:: STUDY MATERIAL ::

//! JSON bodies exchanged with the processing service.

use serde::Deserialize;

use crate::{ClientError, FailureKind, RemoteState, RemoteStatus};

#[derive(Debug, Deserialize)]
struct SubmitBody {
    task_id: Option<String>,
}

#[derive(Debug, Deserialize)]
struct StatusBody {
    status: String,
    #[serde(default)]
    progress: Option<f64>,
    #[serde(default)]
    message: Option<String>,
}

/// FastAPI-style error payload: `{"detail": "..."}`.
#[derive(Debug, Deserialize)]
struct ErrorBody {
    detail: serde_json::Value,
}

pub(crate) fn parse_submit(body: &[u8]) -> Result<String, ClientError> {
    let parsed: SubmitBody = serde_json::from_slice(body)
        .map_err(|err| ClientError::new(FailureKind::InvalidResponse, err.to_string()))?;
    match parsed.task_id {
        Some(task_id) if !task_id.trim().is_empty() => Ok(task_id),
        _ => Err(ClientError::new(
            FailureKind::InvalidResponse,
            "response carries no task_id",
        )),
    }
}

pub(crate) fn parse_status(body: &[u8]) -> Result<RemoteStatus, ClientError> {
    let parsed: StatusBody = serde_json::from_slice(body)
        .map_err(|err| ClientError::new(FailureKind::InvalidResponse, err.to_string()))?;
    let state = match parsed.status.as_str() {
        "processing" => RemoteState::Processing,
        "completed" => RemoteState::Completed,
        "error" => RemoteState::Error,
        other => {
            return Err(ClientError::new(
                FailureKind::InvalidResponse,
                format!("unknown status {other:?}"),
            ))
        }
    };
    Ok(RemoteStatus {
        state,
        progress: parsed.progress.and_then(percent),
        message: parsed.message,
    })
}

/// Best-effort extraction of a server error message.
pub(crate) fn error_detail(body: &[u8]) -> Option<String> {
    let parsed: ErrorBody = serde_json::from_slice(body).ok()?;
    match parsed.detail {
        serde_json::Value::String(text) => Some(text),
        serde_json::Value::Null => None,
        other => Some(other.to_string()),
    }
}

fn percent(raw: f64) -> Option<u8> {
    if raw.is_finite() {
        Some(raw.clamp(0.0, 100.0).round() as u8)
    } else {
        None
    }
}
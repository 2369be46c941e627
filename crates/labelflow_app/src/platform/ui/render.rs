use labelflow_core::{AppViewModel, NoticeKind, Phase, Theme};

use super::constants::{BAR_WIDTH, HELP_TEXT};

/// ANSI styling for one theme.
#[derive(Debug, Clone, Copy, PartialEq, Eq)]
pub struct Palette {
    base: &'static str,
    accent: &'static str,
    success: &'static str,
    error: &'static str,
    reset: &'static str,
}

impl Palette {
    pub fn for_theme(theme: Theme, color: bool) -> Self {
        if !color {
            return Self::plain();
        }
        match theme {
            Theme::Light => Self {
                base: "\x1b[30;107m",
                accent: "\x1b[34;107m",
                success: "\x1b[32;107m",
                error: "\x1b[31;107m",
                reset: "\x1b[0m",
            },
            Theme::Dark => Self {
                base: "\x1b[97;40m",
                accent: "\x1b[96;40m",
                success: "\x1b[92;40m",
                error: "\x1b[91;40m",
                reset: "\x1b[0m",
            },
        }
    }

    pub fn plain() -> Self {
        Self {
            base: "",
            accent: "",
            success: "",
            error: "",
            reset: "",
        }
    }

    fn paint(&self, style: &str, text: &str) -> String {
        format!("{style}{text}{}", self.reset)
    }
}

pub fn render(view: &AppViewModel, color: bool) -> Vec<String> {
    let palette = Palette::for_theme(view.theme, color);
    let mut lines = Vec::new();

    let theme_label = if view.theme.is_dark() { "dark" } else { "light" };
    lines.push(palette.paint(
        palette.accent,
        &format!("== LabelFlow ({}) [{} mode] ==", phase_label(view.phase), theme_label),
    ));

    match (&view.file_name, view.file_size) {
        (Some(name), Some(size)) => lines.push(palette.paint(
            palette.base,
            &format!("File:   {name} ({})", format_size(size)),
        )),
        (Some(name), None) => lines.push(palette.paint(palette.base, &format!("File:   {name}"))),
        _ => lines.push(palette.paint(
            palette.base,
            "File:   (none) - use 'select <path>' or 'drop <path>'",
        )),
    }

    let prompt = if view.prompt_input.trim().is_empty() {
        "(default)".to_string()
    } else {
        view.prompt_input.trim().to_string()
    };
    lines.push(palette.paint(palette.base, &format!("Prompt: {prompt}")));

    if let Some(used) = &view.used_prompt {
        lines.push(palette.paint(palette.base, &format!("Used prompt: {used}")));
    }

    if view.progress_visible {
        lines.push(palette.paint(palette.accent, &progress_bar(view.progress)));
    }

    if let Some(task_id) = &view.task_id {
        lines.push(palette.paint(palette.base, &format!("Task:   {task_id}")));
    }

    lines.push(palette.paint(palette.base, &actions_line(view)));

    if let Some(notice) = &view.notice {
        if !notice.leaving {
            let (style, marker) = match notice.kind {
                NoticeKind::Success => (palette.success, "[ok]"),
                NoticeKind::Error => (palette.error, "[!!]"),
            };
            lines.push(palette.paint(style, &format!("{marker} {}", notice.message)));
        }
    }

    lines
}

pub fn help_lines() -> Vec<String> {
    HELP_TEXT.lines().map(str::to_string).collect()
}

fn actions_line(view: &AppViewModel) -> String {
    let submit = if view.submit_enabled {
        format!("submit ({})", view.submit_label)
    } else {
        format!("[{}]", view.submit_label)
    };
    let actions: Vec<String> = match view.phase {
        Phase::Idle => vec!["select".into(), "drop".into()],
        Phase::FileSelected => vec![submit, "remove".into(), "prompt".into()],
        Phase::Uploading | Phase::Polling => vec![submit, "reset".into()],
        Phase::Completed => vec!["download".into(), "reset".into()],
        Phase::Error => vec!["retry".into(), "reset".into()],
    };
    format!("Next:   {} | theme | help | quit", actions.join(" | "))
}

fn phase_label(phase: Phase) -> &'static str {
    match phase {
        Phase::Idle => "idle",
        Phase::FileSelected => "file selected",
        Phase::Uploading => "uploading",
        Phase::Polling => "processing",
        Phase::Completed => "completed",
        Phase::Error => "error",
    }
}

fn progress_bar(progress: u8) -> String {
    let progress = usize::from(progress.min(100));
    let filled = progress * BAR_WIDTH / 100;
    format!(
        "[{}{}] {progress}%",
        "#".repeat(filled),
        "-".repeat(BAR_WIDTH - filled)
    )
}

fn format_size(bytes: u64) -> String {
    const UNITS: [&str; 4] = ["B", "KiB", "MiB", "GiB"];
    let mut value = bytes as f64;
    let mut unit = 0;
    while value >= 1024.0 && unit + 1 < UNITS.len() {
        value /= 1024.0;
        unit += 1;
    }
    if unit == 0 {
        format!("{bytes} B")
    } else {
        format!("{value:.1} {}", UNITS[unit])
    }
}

:::

→ **ACTIVITY**: The lines to return are those with the string "percent" in them; copy each from the entries above.

→ **OUTPUT**:
        progress: parsed.progress.and_then(percent),
fn percent(raw: f64) -> Option<u8> {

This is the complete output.